use rust_decimal::Decimal;
use serde::Serialize;

use crate::prices::model::Asset;

/// Sender and fixed recipients shared by every transport.
#[derive(Clone, Debug)]
pub struct MailSettings {
    pub from: String,
    pub surge_recipient: String,
}

#[derive(Clone, Debug, PartialEq, Eq, Serialize)]
pub struct EmailMessage {
    pub from: String,
    pub to: String,
    pub subject: String,
    pub text: String,
}

impl MailSettings {
    pub fn target_alert(&self, to: &str, asset: Asset, target_price: Decimal) -> EmailMessage {
        EmailMessage {
            from: self.from.clone(),
            to: to.to_string(),
            subject: format!("Price Alert for {asset}"),
            text: format!("The price of {asset} has reached ${target_price}"),
        }
    }

    pub fn surge(&self, asset: Asset, old_price: Decimal, new_price: Decimal) -> EmailMessage {
        EmailMessage {
            from: self.from.clone(),
            to: self.surge_recipient.clone(),
            subject: format!("Significant Price Increase for {asset}"),
            text: format!(
                "The price of {asset} has increased by more than 3% in the last hour. \
                 Old price: ${old_price}, New price: ${new_price}"
            ),
        }
    }
}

########################################

Your assignment: Give back all of the data exactly, with every line intact.

Expected answer:
use rust_decimal::Decimal;
use serde::Serialize;

use crate::prices::model::Asset;

/// Sender and fixed recipients shared by every transport.
#[derive(Clone, Debug)]
pub struct MailSettings {
    pub from: String,
    pub surge_recipient: String,
}

#[derive(Clone, Debug, PartialEq, Eq, Serialize)]
pub struct EmailMessage {
    pub from: String,
    pub to: String,
    pub subject: String,
    pub text: String,
}

impl MailSettings {
    pub fn target_alert(&self, to: &str, asset: Asset, target_price: Decimal) -> EmailMessage {
        EmailMessage {
            from: self.from.clone(),
            to: to.to_string(),
            subject: format!("Price Alert for {asset}"),
            text: format!("The price of {asset} has reached ${target_price}"),
        }
    }

    pub fn surge(&self, asset: Asset, old_price: Decimal, new_price: Decimal) -> EmailMessage {
        EmailMessage {
            from: self.from.clone(),
            to: self.surge_recipient.clone(),
            subject: format!("Significant Price Increase for {asset}"),
            text: format!(
                "The price of {asset} has increased by more than 3% in the last hour. \
                 Old price: ${old_price}, New price: ${new_price}"
            ),
        }
    }
}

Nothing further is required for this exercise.